» **Directions**
Your answer should consist only of the lines below from the one with "filename backend/src/events.rs" through the one with "with a topic", copied exactly.

[Collected data]
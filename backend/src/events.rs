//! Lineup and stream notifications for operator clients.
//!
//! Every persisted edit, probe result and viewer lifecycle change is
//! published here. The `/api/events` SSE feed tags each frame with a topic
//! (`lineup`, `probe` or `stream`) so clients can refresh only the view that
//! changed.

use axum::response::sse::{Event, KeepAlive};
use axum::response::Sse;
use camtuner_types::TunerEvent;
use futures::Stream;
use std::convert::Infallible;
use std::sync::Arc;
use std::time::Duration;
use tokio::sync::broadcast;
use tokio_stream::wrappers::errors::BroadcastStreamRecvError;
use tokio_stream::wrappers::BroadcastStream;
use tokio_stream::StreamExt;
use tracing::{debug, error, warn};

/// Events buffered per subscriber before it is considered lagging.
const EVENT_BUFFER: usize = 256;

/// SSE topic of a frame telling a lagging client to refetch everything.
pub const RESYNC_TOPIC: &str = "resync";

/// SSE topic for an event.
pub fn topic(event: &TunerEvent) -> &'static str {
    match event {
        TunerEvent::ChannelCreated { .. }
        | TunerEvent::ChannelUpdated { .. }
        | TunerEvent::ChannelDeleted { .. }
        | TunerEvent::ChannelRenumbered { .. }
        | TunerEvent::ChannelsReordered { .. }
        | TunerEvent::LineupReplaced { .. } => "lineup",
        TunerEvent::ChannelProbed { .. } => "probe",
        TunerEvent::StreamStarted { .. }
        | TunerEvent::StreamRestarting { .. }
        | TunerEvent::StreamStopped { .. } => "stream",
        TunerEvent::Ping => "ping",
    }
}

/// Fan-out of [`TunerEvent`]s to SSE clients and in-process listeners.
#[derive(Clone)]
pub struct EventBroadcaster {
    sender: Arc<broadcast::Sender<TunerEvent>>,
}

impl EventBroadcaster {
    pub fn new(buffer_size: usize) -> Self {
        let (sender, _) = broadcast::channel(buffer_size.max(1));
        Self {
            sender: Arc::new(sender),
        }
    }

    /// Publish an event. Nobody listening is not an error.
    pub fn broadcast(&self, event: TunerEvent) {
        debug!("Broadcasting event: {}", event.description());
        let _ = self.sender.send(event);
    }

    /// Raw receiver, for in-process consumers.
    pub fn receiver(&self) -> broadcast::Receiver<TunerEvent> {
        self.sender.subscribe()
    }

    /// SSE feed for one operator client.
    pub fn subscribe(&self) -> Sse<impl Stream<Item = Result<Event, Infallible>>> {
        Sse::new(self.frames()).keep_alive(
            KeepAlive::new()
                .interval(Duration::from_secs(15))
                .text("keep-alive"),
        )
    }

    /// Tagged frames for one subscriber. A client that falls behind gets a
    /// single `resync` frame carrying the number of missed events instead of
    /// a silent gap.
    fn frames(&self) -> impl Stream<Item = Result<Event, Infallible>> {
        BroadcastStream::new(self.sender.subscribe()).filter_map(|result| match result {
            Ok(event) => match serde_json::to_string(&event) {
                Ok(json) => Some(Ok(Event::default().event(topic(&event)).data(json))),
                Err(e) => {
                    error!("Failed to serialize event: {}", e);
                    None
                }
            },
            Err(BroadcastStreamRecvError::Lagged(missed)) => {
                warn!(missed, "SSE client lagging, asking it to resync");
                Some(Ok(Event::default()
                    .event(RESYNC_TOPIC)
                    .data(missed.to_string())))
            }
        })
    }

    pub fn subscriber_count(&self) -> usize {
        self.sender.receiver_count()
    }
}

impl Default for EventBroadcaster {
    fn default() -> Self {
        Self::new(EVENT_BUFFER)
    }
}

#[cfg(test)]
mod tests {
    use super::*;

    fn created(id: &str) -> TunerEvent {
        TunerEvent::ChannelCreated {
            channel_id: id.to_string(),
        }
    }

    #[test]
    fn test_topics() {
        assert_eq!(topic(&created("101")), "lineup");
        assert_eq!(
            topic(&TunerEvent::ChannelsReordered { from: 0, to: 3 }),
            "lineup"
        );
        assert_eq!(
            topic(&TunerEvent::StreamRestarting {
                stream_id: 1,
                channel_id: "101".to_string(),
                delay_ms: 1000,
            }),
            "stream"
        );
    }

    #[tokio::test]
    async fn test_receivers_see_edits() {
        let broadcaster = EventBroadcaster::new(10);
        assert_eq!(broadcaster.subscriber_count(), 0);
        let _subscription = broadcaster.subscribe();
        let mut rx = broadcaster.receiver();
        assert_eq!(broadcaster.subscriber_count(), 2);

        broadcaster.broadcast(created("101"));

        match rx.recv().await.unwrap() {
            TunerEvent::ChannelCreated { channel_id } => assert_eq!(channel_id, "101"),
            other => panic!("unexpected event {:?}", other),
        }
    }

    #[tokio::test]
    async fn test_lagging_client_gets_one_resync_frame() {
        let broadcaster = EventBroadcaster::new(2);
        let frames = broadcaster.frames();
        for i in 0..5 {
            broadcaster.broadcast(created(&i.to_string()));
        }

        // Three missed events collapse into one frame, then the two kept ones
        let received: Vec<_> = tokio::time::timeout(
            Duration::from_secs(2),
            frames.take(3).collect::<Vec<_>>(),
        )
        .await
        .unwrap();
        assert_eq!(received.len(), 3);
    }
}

* * *

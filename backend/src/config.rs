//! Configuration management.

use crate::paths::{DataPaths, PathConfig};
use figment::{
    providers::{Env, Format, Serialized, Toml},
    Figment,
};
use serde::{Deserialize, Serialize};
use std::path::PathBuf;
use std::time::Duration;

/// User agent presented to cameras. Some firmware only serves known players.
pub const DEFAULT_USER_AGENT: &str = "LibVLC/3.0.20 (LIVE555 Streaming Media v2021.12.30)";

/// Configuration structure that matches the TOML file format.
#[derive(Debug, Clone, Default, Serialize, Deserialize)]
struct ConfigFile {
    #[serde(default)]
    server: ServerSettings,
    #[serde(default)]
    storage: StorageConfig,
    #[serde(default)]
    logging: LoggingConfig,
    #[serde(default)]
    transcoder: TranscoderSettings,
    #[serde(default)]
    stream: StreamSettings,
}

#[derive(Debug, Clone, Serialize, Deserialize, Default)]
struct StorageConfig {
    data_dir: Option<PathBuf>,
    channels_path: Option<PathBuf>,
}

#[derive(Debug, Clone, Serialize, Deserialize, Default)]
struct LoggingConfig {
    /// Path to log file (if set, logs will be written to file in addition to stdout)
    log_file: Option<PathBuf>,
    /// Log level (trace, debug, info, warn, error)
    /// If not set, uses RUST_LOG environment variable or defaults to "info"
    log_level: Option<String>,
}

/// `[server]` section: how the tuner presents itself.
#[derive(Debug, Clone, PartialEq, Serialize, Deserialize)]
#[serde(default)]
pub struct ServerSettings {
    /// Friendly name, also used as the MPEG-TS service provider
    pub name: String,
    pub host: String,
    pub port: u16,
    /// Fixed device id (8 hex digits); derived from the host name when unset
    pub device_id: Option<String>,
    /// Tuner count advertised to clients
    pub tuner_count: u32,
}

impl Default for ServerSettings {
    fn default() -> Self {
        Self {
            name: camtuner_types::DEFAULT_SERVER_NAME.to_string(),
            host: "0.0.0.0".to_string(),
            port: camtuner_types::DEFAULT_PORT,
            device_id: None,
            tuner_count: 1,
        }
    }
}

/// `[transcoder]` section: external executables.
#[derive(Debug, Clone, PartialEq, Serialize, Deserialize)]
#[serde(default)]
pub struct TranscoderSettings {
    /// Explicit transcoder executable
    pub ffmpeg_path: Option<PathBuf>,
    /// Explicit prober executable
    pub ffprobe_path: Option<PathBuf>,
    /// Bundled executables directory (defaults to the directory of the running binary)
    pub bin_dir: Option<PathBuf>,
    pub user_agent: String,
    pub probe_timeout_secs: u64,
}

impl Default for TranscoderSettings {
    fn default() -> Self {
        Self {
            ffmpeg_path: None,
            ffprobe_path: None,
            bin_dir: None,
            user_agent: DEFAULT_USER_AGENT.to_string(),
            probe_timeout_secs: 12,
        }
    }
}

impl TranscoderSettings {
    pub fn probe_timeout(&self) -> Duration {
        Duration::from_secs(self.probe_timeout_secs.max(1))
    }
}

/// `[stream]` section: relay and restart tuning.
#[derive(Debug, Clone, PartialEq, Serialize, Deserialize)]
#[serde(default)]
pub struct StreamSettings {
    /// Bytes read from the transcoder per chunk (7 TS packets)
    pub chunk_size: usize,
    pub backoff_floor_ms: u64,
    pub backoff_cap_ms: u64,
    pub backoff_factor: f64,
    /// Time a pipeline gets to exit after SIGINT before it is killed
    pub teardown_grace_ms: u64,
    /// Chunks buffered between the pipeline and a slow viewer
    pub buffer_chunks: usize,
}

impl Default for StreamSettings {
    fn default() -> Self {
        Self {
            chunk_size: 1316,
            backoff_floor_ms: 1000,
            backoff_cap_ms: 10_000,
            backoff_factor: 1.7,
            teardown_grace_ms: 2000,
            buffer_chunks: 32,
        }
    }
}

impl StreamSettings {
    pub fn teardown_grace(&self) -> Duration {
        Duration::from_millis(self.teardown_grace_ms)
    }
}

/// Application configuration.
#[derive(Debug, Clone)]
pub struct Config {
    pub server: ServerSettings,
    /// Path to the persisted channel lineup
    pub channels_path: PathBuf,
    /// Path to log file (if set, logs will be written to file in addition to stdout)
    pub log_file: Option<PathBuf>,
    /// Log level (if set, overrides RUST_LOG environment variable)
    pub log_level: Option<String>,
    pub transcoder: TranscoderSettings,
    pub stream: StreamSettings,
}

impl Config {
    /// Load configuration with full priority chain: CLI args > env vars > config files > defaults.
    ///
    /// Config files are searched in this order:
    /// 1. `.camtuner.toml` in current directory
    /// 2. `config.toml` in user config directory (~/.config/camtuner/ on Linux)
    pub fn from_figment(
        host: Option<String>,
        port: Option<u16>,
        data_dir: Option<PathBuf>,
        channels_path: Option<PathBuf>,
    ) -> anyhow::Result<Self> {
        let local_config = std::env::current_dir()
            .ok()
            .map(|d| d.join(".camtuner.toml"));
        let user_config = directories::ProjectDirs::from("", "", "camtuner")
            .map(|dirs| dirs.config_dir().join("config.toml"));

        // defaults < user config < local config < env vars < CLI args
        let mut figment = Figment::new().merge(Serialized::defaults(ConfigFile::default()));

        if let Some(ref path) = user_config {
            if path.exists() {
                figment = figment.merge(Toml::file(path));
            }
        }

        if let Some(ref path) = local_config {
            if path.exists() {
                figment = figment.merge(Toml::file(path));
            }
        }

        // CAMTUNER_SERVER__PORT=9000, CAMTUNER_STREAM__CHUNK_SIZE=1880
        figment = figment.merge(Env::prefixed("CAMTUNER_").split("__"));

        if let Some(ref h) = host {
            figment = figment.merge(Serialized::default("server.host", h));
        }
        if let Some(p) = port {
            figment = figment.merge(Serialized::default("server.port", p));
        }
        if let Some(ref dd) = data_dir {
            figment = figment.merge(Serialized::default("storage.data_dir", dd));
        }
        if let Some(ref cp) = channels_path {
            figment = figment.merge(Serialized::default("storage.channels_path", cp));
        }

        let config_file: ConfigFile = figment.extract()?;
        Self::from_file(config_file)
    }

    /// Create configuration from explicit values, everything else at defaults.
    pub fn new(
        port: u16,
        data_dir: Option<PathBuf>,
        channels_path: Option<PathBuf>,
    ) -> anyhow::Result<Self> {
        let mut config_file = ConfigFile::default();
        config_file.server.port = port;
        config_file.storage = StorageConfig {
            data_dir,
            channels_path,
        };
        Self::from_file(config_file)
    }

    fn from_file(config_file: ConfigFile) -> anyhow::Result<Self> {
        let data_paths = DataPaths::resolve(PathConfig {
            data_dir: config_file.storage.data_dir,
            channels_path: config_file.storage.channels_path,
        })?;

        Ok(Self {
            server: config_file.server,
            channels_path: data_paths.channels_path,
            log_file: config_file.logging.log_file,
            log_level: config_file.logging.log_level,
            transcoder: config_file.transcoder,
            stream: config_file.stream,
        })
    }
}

* * *

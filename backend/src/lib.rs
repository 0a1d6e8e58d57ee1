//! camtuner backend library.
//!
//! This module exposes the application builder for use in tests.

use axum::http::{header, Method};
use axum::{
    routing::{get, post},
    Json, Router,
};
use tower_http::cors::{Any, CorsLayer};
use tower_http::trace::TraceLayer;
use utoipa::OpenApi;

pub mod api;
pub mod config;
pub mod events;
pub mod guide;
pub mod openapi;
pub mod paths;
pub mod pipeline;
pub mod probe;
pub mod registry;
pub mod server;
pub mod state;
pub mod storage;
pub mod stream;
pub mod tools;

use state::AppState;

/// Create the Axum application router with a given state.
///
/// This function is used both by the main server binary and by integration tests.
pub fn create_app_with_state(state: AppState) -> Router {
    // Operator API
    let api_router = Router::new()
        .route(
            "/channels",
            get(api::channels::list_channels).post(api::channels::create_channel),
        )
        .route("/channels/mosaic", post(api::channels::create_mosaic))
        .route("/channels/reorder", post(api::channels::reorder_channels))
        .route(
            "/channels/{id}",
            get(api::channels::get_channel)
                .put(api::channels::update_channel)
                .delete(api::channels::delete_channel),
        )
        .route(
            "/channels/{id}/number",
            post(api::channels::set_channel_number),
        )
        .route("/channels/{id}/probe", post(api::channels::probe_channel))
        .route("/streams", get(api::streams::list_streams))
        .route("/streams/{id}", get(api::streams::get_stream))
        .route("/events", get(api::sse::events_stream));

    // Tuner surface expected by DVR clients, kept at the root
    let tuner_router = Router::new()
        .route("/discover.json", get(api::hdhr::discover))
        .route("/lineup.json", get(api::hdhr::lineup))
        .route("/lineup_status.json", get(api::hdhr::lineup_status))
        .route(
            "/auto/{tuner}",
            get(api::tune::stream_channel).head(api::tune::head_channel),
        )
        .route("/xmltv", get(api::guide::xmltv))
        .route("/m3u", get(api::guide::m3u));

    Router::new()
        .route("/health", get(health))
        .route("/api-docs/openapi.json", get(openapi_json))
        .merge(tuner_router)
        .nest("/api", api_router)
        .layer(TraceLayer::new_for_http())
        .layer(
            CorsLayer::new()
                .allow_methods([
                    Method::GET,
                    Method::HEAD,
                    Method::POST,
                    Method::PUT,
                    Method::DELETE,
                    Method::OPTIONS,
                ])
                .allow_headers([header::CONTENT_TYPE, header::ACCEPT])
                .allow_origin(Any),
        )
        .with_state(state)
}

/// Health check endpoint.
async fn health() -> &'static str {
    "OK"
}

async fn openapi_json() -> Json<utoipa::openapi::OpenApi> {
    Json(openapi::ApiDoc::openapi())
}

» **Completed task**
filename backend/src/events.rs
//! Lineup and stream notifications for operator clients.
//!
//! Every persisted edit, probe result and viewer lifecycle change is
//! published here. The `/api/events` SSE feed tags each frame with a topic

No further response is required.